In [1]:
print("hello world")

hello world


### Understanding Pandas Groupby for Data Aggregation

Learning Objectives

    Understanding the syntax and functionality of the groupby() method is important for efficient data grouping.
    Familiarizing yourself with different types of aggregation functions available in pandas, including sum(), mean(), count(), max(), and min(), is necessary to perform effective data analysis.
    Knowing how to apply various aggregation functions to grouped data enables data analysts to extract useful insights from large data sets.

What Is the Pandas groupBy Function?

Pandas groupby operation is a powerful and versatile function in Python. It allows you to split your data into separate groups to perform computations for better analysis.

Let me take an example to elaborate on this. Let’s say we are trying to analyze the weight of a person in a city. We can easily get a fair idea of their weight by determining the mean weight of all the city dwellers. But here‘s a question – would the weight be affected by the gender of a person?

We can group the city dwellers into different gender groups and compute their mean weight. This would give us a better insight into the weight of a person living in the city. But we can probably get an even better picture if we further separate these gender groups into different age groups and then take their mean weight (because a teenage boy’s weight could differ from that of an adult male)!

You can see how separating people into separate groups and then applying a statistical value allows us to make better analyses than just looking at the statistical value of the entire population.

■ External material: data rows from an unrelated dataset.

//! audiorelay - Telegram bot that relays YouTube audio into a channel
//!
//! A link sent to the bot is downloaded as MP3, tagged with title, artist
//! and cover art, and posted to a configured channel. Files within the Bot
//! API limit go through the bot; larger ones through a user session.
//!
//! # Module Structure
//!
//! - `core`: configuration, errors, logging and shared helpers
//! - `download`: metadata, audio fetch, thumbnail, tagging pipeline
//! - `delivery`: size-based routing to the Bot API or MTProto uploader
//! - `relay`: one link in, one channel post out
//! - `telegram`: chat commands and link handling

pub mod cli;
pub mod core;
pub mod delivery;
pub mod download;
pub mod relay;
pub mod telegram;

// Re-export commonly used types for convenience
pub use core::{config, AppError, AppResult, Config};
pub use delivery::{DeliveryRouter, Uploader, BOT_API_UPLOAD_LIMIT};
pub use download::{AudioArtifact, AudioSource, Downloader};
pub use relay::{DeliveryOutcome, NoProgress, Relay, RelayProgress};
use anyhow::Result;
use tabled::{
    Table, Tabled,
    settings::{Alignment, Modify, Style, object::Columns},
};

use stride_core::models::{Measurements, NewProgressEntry};

use super::Client;
use super::helpers::{exit_empty, or_dash, parse_date, print_json, truncate};

pub(crate) struct ProgressArgs {
    pub weight: Option<f64>,
    pub body_fat: Option<f64>,
    pub measurements: Measurements,
    pub notes: Option<String>,
    pub date: Option<String>,
}

pub(crate) async fn cmd_progress_add(client: &Client, args: ProgressArgs, json: bool) -> Result<()> {
    let user_id = client.uid()?;
    let measurements = if args.measurements.is_empty() {
        None
    } else {
        Some(args.measurements)
    };
    let entry = NewProgressEntry {
        user_id,
        date: parse_date(args.date)?,
        weight: args.weight,
        body_fat: args.body_fat,
        measurements,
        notes: args.notes,
    };
    let created = client.app.progress.add(&entry).await?;

    if json {
        return print_json(&created);
    }
    let units = client.app.settings().units;
    let weight = or_dash(created.weight.map(|w| format!("{w} {}", units.weight_unit())));
    println!("Recorded progress for {}: {weight}", created.date);
    Ok(())
}

pub(crate) async fn cmd_progress_list(client: &Client, json: bool) -> Result<()> {
    #[derive(Tabled)]
    struct ProgressRow {
        #[tabled(rename = "Date")]
        date: String,
        #[tabled(rename = "Weight")]
        weight: String,
        #[tabled(rename = "Body fat")]
        body_fat: String,
        #[tabled(rename = "Measurements")]
        measurements: String,
        #[tabled(rename = "Notes")]
        notes: String,
    }

    let uid = client.uid()?;
    let entries = client.app.progress.fetch_all(&uid).await?;

    if json {
        return print_json(&entries);
    }
    if entries.is_empty() {
        exit_empty("No progress entries yet");
    }

    let units = client.app.settings().units;
    let rows: Vec<ProgressRow> = entries
        .iter()
        .map(|e| ProgressRow {
            date: e.date.to_string(),
            weight: or_dash(e.weight.map(|w| format!("{w:.1} {}", units.weight_unit()))),
            body_fat: or_dash(e.body_fat.map(|b| format!("{b:.1}%"))),
            measurements: e.measurements.as_ref().map_or_else(
                || "-".to_string(),
                |m| {
                    m.values()
                        .iter()
                        .filter_map(|(name, v)| {
                            v.map(|v| format!("{name} {v}{}", units.length_unit()))
                        })
                        .collect::<Vec<_>>()
                        .join(", ")
                },
            ),
            notes: e.notes.as_deref().map(|n| truncate(n, 30)).unwrap_or_default(),
        })
        .collect();

    let table = Table::new(&rows)
        .with(Style::rounded())
        .with(Modify::new(Columns::new(1..3)).with(Alignment::right()))
        .to_string();
    println!("{table}");

    if let Some((date, weight)) = client.app.progress.latest_weight() {
        println!("Latest weight: {weight:.1} {} ({date})", units.weight_unit());
    }
    Ok(())
}
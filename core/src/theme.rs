//! Light/dark theme resolution.

use std::fmt;

use serde::{Deserialize, Serialize};
use tokio::sync::watch;

use crate::error::{Error, Result};

/// What the user asked for.
#[derive(Debug, Clone, Copy, Default, PartialEq, Eq, Hash, Serialize, Deserialize)]
#[serde(rename_all = "lowercase")]
pub enum ThemePreference {
    Light,
    Dark,
    #[default]
    System,
}

impl ThemePreference {
    pub const ALL: [ThemePreference; 3] = [Self::Light, Self::Dark, Self::System];

    pub fn parse(s: &str) -> Result<Self> {
        match s.trim().to_lowercase().as_str() {
            "light" => Ok(Self::Light),
            "dark" => Ok(Self::Dark),
            "system" => Ok(Self::System),
            _ => Err(Error::validation(format!(
                "Invalid theme '{s}'. Must be one of: light, dark, system"
            ))),
        }
    }

    #[must_use]
    pub fn as_str(self) -> &'static str {
        match self {
            Self::Light => "light",
            Self::Dark => "dark",
            Self::System => "system",
        }
    }
}

impl fmt::Display for ThemePreference {
    fn fmt(&self, f: &mut fmt::Formatter<'_>) -> fmt::Result {
        f.write_str(self.as_str())
    }
}

/// What is actually rendered.
#[derive(Debug, Clone, Copy, Default, PartialEq, Eq, Hash, Serialize, Deserialize)]
#[serde(rename_all = "lowercase")]
pub enum ColorScheme {
    #[default]
    Light,
    Dark,
}

impl ColorScheme {
    pub fn parse(s: &str) -> Result<Self> {
        match s.trim().to_lowercase().as_str() {
            "light" => Ok(Self::Light),
            "dark" => Ok(Self::Dark),
            _ => Err(Error::validation(format!(
                "Invalid color scheme '{s}'. Must be light or dark"
            ))),
        }
    }

    #[must_use]
    pub fn opposite(self) -> Self {
        match self {
            Self::Light => Self::Dark,
            Self::Dark => Self::Light,
        }
    }

    #[must_use]
    pub fn as_str(self) -> &'static str {
        match self {
            Self::Light => "light",
            Self::Dark => "dark",
        }
    }

    #[must_use]
    pub fn palette(self) -> &'static Palette {
        match self {
            Self::Light => &Palette::LIGHT,
            Self::Dark => &Palette::DARK,
        }
    }
}

impl fmt::Display for ColorScheme {
    fn fmt(&self, f: &mut fmt::Formatter<'_>) -> fmt::Result {
        f.write_str(self.as_str())
    }
}

#[must_use]
pub fn resolve(preference: ThemePreference, system: ColorScheme) -> ColorScheme {
    match preference {
        ThemePreference::Light => ColorScheme::Light,
        ThemePreference::Dark => ColorScheme::Dark,
        ThemePreference::System => system,
    }
}

/// Color tokens for one scheme, as hex strings.
#[derive(Debug, Clone, Copy, PartialEq, Eq, Serialize)]
pub struct Palette {
    pub background: &'static str,
    pub text: &'static str,
    pub primary: &'static str,
    pub secondary: &'static str,
    pub card: &'static str,
    pub border: &'static str,
    pub notification: &'static str,
    pub error: &'static str,
    pub success: &'static str,
}

impl Palette {
    pub const LIGHT: Palette = Palette {
        background: "#FFFFFF",
        text: "#1A1A1A",
        primary: "#FF5722",
        secondary: "#4CAF50",
        card: "#F5F5F5",
        border: "#E0E0E0",
        notification: "#FF9800",
        error: "#F44336",
        success: "#4CAF50",
    };

    pub const DARK: Palette = Palette {
        background: "#121212",
        text: "#FFFFFF",
        primary: "#FF5722",
        secondary: "#4CAF50",
        card: "#1E1E1E",
        border: "#333333",
        notification: "#FF9800",
        error: "#F44336",
        success: "#4CAF50",
    };

    #[must_use]
    pub fn tokens(&self) -> [(&'static str, &'static str); 9] {
        [
            ("background", self.background),
            ("text", self.text),
            ("primary", self.primary),
            ("secondary", self.secondary),
            ("card", self.card),
            ("border", self.border),
            ("notification", self.notification),
            ("error", self.error),
            ("success", self.success),
        ]
    }
}

/// Tracks the preference and the system signal and publishes the resolved
/// scheme every time either one changes.
#[derive(Debug)]
pub struct ThemeResolver {
    preference: watch::Sender<ThemePreference>,
    system: watch::Sender<ColorScheme>,
    resolved: watch::Sender<ColorScheme>,
}

impl ThemeResolver {
    #[must_use]
    pub fn new(preference: ThemePreference, system: ColorScheme) -> Self {
        Self {
            preference: watch::channel(preference).0,
            system: watch::channel(system).0,
            resolved: watch::channel(resolve(preference, system)).0,
        }
    }

    #[must_use]
    pub fn preference(&self) -> ThemePreference {
        *self.preference.borrow()
    }

    #[must_use]
    pub fn system(&self) -> ColorScheme {
        *self.system.borrow()
    }

    #[must_use]
    pub fn scheme(&self) -> ColorScheme {
        *self.resolved.borrow()
    }

    #[must_use]
    pub fn palette(&self) -> &'static Palette {
        self.scheme().palette()
    }

    /// Receivers only wake when the resolved scheme actually changes.
    #[must_use]
    pub fn subscribe(&self) -> watch::Receiver<ColorScheme> {
        self.resolved.subscribe()
    }

    #[must_use]
    pub fn subscribe_preference(&self) -> watch::Receiver<ThemePreference> {
        self.preference.subscribe()
    }

    pub fn set_preference(&self, preference: ThemePreference) {
        self.preference.send_replace(preference);
        self.publish();
    }

    /// Feed a change of the operating system's appearance.
    pub fn set_system(&self, system: ColorScheme) {
        self.system.send_replace(system);
        self.publish();
    }

    /// Pin the preference to the opposite of what is shown now.
    pub fn toggle(&self) -> ThemePreference {
        let next = match self.scheme().opposite() {
            ColorScheme::Light => ThemePreference::Light,
            ColorScheme::Dark => ThemePreference::Dark,
        };
        self.set_preference(next);
        next
    }

    fn publish(&self) {
        let scheme = resolve(self.preference(), self.system());
        self.resolved.send_if_modified(|current| {
            if *current == scheme {
                false
            } else {
                *current = scheme;
                true
            }
        });
    }
}

impl Default for ThemeResolver {
    fn default() -> Self {
        Self::new(ThemePreference::System, ColorScheme::Light)
    }
}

This is what makes GroupBy so great!

GroupBy allows us to group our data based on different features and get a more accurate idea about your data. It is a one-stop shop for deriving deep insights from your data!

In [2]:
import pandas as pd
import numpy as np


In [3]:
df = pd.read_csv("train_v9rqX0R.csv")

In [6]:
df.head(2)

Unnamed: 0,Item_Identifier,Item_Weight,Item_Fat_Content,Item_Visibility,Item_Type,Item_MRP,Outlet_Identifier,Outlet_Establishment_Year,Outlet_Size,Outlet_Location_Type,Outlet_Type,Item_Outlet_Sales
0,FDA15,9.3,Low Fat,0.016047,Dairy,249.8092,OUT049,1999,Medium,Tier 1,Supermarket Type1,3735.138
1,DRC01,5.92,Regular,0.019278,Soft Drinks,48.2692,OUT018,2009,Medium,Tier 3,Supermarket Type2,443.4228


Let’s group the dataset based on the outlet location type using GroupBy, the syntax is simple we just have to use pandas dataframe.groupby:

In [7]:
df.groupby('Outlet_Location_Type')

<pandas.core.groupby.generic.DataFrameGroupBy object at 0x000001F2E6D7F4A0>

GroupBy has conveniently returned a DataFrameGroupBy object. It has split the data into separate groups. However, it won’t do anything unless it is being told explicitly to do so. So, let’s find the count of different outlet location types:

In [8]:
df.groupby('Outlet_Location_Type').count()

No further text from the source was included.